Il disastro finanziario in Argentina ha “spalancato” le porte alla criminalità, non solo locale ma anche italiana: ma ora c’è chi rivendica giustizia per i reati commessi

Cristina Fernández de Kirchner, presidente dell’Argentina

La principale attività criminale in Argentina oggi è chiamata “lavado de dinero”, ossia riciclaggio di denaro sporco.
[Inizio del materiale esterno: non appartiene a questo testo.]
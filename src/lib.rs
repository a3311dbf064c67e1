// SPDX-License-Identifier: AGPL-3.0-or-later
//
// Copyright (C) 2026 Relational Network

//! Cardano Dashboard Auth - Wallet Login and Project Roles
//!
//! This crate provides the authentication and authorization core for the
//! governance dashboard: wallet challenge-response login (CIP-8 style
//! signatures over a server nonce), HMAC-signed cookie sessions with CSRF
//! protection, and per-project role grants resolvable to wallet addresses
//! or NFT holdings.
//!
//! ## Modules
//!
//! - `api` - HTTP API handlers (Axum)
//! - `auth` - Login challenges, sessions, CSRF, signature checks
//! - `chain` - Cardano chain indexer client (Koios-shaped REST)
//! - `roles` - Role grants, ownership rules, fingerprint reconciliation
//! - `storage` - Embedded store (redb) for identities, projects and grants

pub mod api;
pub mod auth;
pub mod chain;
pub mod config;
pub mod error;
pub mod roles;
pub mod state;
pub mod storage;
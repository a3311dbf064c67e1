// SPDX-License-Identifier: AGPL-3.0-or-later
//
// Copyright (C) 2026 Relational Network

//! # Runtime Configuration Constants
//!
//! This module defines environment variable names and default values used
//! throughout the application. Configuration is loaded from the environment
//! at startup.
//!
//! ## Environment Variables
//!
//! | Variable | Description | Default |
//! |----------|-------------|---------|
//! | `SESSION_SECRET` | HMAC secret for session tokens | Required |
//! | `DATA_DIR` | Root directory for the embedded database | `./data` |
//! | `HOST` | Server bind address | `0.0.0.0` |
//! | `PORT` | Server bind port | `8080` |
//! | `KOIOS_BASE_URL` | Chain indexer REST base URL | Koios mainnet |
//! | `KOIOS_API_KEY` | Bearer token for the chain indexer | Optional |
//! | `SEED_PROJECT` | `uuid:owner_address` project to seed at startup | Optional |
//! | `LOG_FORMAT` | Logging format (`json` or `pretty`) | `pretty` |
//! | `RUST_LOG` | Log level filter | `info,tower_http=debug` |

/// Environment variable name for the session HMAC secret.
///
/// The secret signs every session token. Without it the server refuses to
/// start; there is no unsigned fallback mode.
pub const SESSION_SECRET_ENV: &str = "SESSION_SECRET";

/// Environment variable name for the data directory path.
///
/// The embedded redb database file lives here.
pub const DATA_DIR_ENV: &str = "DATA_DIR";

/// File name of the embedded database inside the data directory.
pub const DB_FILE_NAME: &str = "dashboard-auth.redb";

/// Environment variable name for the chain indexer base URL.
pub const KOIOS_BASE_URL_ENV: &str = "KOIOS_BASE_URL";

/// Environment variable name for the optional chain indexer API key.
pub const KOIOS_API_KEY_ENV: &str = "KOIOS_API_KEY";

/// Environment variable name for a project seeded at startup.
///
/// Format: `<project-uuid>:<owner-address>`. Projects are normally created
/// by the dashboard CRUD layer; this hook exists for local development.
pub const SEED_PROJECT_ENV: &str = "SEED_PROJECT";

/// Read an environment variable, treating empty/whitespace values as unset.
pub fn env_optional(name: &str) -> Option<String> {
    match std::env::var(name) {
        Ok(value) => {
            let trimmed = value.trim().to_string();
            if trimmed.is_empty() {
                None
            } else {
                Some(trimmed)
            }
        }
        Err(_) => None,
    }
}

/// Read an environment variable with a fallback default.
pub fn env_or_default(name: &str, default: &str) -> String {
    env_optional(name).unwrap_or_else(|| default.to_string())
}
// SPDX-License-Identifier: AGPL-3.0-or-later
//
// Copyright (C) 2026 Relational Network

//! Role principals and their shape validation.
//!
//! A role record identifies its grantee by exactly one principal field
//! group. Building records through [`Principal`] makes that invariant hold
//! by construction: the variant carries only the fields its type allows.

use serde::{Deserialize, Serialize};
use utoipa::ToSchema;

use crate::chain::addresses::{is_payment_address, is_stake_address};
use crate::error::ApiError;

/// Discriminant stored on every role record.
#[derive(Debug, Clone, Copy, PartialEq, Eq, Serialize, Deserialize, ToSchema)]
#[serde(rename_all = "snake_case")]
pub enum PrincipalType {
    /// A wallet, identified by payment and/or stake address.
    Wallet,
    /// A native asset identified by its raw unit (policy id + asset name).
    NftUnit,
    /// Any asset under a policy id.
    NftPolicy,
    /// A native asset identified by its CIP-14 fingerprint.
    NftFingerprint,
}

impl std::fmt::Display for PrincipalType {
    fn fmt(&self, f: &mut std::fmt::Formatter<'_>) -> std::fmt::Result {
        match self {
            PrincipalType::Wallet => write!(f, "wallet"),
            PrincipalType::NftUnit => write!(f, "nft_unit"),
            PrincipalType::NftPolicy => write!(f, "nft_policy"),
            PrincipalType::NftFingerprint => write!(f, "nft_fingerprint"),
        }
    }
}

/// Raw principal fields as they arrive on the wire, before validation.
#[derive(Debug, Clone, Default)]
pub struct PrincipalParts {
    pub wallet_address: Option<String>,
    pub stake_address: Option<String>,
    pub unit: Option<String>,
    pub policy_id: Option<String>,
    pub fingerprint: Option<String>,
}

/// A validated principal identity.
#[derive(Debug, Clone, PartialEq, Eq)]
pub enum Principal {
    Wallet {
        payment_address: Option<String>,
        stake_address: Option<String>,
    },
    NftUnit {
        unit: String,
    },
    NftPolicy {
        policy_id: String,
    },
    NftFingerprint {
        fingerprint: String,
    },
}

impl Principal {
    /// Validate wire fields against the declared principal type.
    ///
    /// A wallet principal accepts a stake-form value in `wallet_address`
    /// and re-files it under the stake field; at least one of the two
    /// address fields must survive validation.
    pub fn parse(principal_type: PrincipalType, parts: PrincipalParts) -> Result<Self, ApiError> {
        match principal_type {
            PrincipalType::Wallet => {
                let mut payment = None;
                let mut stake = None;

                if let Some(addr) = parts.wallet_address {
                    if is_payment_address(&addr) {
                        payment = Some(addr);
                    } else if is_stake_address(&addr) {
                        stake = Some(addr);
                    } else {
                        return Err(ApiError::bad_request("wallet_address is not a valid address"));
                    }
                }

                if let Some(addr) = parts.stake_address {
                    if !is_stake_address(&addr) {
                        return Err(ApiError::bad_request("stake_address is not a stake address"));
                    }
                    stake = Some(addr);
                }

                if payment.is_none() && stake.is_none() {
                    return Err(ApiError::bad_request(
                        "wallet principal requires wallet_address or stake_address",
                    ));
                }

                Ok(Principal::Wallet {
                    payment_address: payment,
                    stake_address: stake,
                })
            }
            PrincipalType::NftUnit => {
                let unit = parts
                    .unit
                    .ok_or_else(|| ApiError::bad_request("nft_unit principal requires unit"))?;
                if !is_valid_unit(&unit) {
                    return Err(ApiError::bad_request("unit is not a valid policy+asset unit"));
                }
                Ok(Principal::NftUnit { unit })
            }
            PrincipalType::NftPolicy => {
                let policy_id = parts.policy_id.ok_or_else(|| {
                    ApiError::bad_request("nft_policy principal requires policy_id")
                })?;
                if !is_valid_policy_id(&policy_id) {
                    return Err(ApiError::bad_request("policy_id is not 56 hex characters"));
                }
                Ok(Principal::NftPolicy { policy_id })
            }
            PrincipalType::NftFingerprint => {
                let fingerprint = parts.fingerprint.ok_or_else(|| {
                    ApiError::bad_request("nft_fingerprint principal requires fingerprint")
                })?;
                if !is_valid_fingerprint(&fingerprint) {
                    return Err(ApiError::bad_request(
                        "fingerprint is not a canonical asset fingerprint",
                    ));
                }
                Ok(Principal::NftFingerprint { fingerprint })
            }
        }
    }

    pub fn principal_type(&self) -> PrincipalType {
        match self {
            Principal::Wallet { .. } => PrincipalType::Wallet,
            Principal::NftUnit { .. } => PrincipalType::NftUnit,
            Principal::NftPolicy { .. } => PrincipalType::NftPolicy,
            Principal::NftFingerprint { .. } => PrincipalType::NftFingerprint,
        }
    }

    /// Stable identity string used in the store's composite record key.
    ///
    /// Wallet principals key on the payment address when present, else the
    /// stake address, so re-grants of the same identity collapse onto one
    /// row regardless of which optional fields accompany them.
    pub fn storage_key(&self) -> String {
        match self {
            Principal::Wallet {
                payment_address,
                stake_address,
            } => {
                let id = payment_address
                    .as_deref()
                    .or(stake_address.as_deref())
                    .unwrap_or_default();
                format!("wallet:{id}")
            }
            Principal::NftUnit { unit } => format!("unit:{unit}"),
            Principal::NftPolicy { policy_id } => format!("policy:{policy_id}"),
            Principal::NftFingerprint { fingerprint } => format!("fingerprint:{fingerprint}"),
        }
    }
}

/// 56 hex nibbles.
pub fn is_valid_policy_id(value: &str) -> bool {
    value.len() == 56 && value.chars().all(|c| c.is_ascii_hexdigit())
}

/// Policy id followed by a variable-length (byte-aligned) hex asset name.
pub fn is_valid_unit(value: &str) -> bool {
    if value.len() < 56 || value.len() > 56 + 64 {
        return false;
    }
    let (policy, asset_name) = value.split_at(56);
    is_valid_policy_id(policy)
        && asset_name.len() % 2 == 0
        && asset_name.chars().all(|c| c.is_ascii_hexdigit())
}

/// Canonical CIP-14 fingerprint shape: `asset1` + at least 10 of `[0-9a-z]`.
pub fn is_valid_fingerprint(value: &str) -> bool {
    match value.strip_prefix("asset1") {
        Some(rest) => {
            rest.len() >= 10
                && rest
                    .chars()
                    .all(|c| c.is_ascii_digit() || c.is_ascii_lowercase())
        }
        None => false,
    }
}

/// 64 hex characters, the well-formed transaction reference shape.
pub fn is_valid_txhash(value: &str) -> bool {
    value.len() == 64 && value.chars().all(|c| c.is_ascii_hexdigit())
}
Seguono il narcotraffico e la tratta delle persone, in particolar modo” lavoro schiavizzato” e “sfruttamento della prostituzione”, a causa della globalizzazione sostenuta dalla crisi economica e finanziaria in atto, vi è un forte radicamento delle mafie nostrane e straniere in giro nel mondo.

La catastrofe finanziaria dell’Argentina a inizio millennio, ha aperto mercati “propizi” in particolare alle organizzazioni italiane.

La presenza della delegazione di Libera in Argentina nel luglio del 2010 ha rafforzato i punti della rete che sta prendendo piede nella regione sudamericana detta ALAS (America Latina Alternativa Social) accanto alle storiche presenze delle Madres De Plaza de Mayo, dei Familiares, degli Hijos i quali rivendicano ancora dopo moltissimo tempo, giustizia e verità per i massacri e i crimini commessi negli anni dalla dittatura militare.

Alcune cooperative e associazioni si stanno impegnando per denunciare la corruzione presente, si occupano di preservare i giovani dalla periferia, dalla dipendenza e dalla morte causata da una sostanza stupefacente tagliata con prodotti nocivi detta “paco”.

A Buenos Aires è presente la cooperativa “De La Alameda”che si batte contro il lavoro schiavo di cui vittime sono sempre giovani boliviani costretti a lavorare ore e ore senza nessuna libertà consentita.

La stessa cooperativa è stata assegnataria di alcuni macchinari di un ‘industria tessile che produceva grazie alla riduzione della schiavitù dei giovani boliviani, oggi questi giovani producono t-shirt e altro vestiario utilizzando,grazie al coraggio di un giudice, delle macchine confiscate alle mafie della tratta.

Al momento in Argentina non esiste ancora una legge che prevede confisca o uso sociale dei beni confiscati anche se attualmente si sta richiedendo una legge.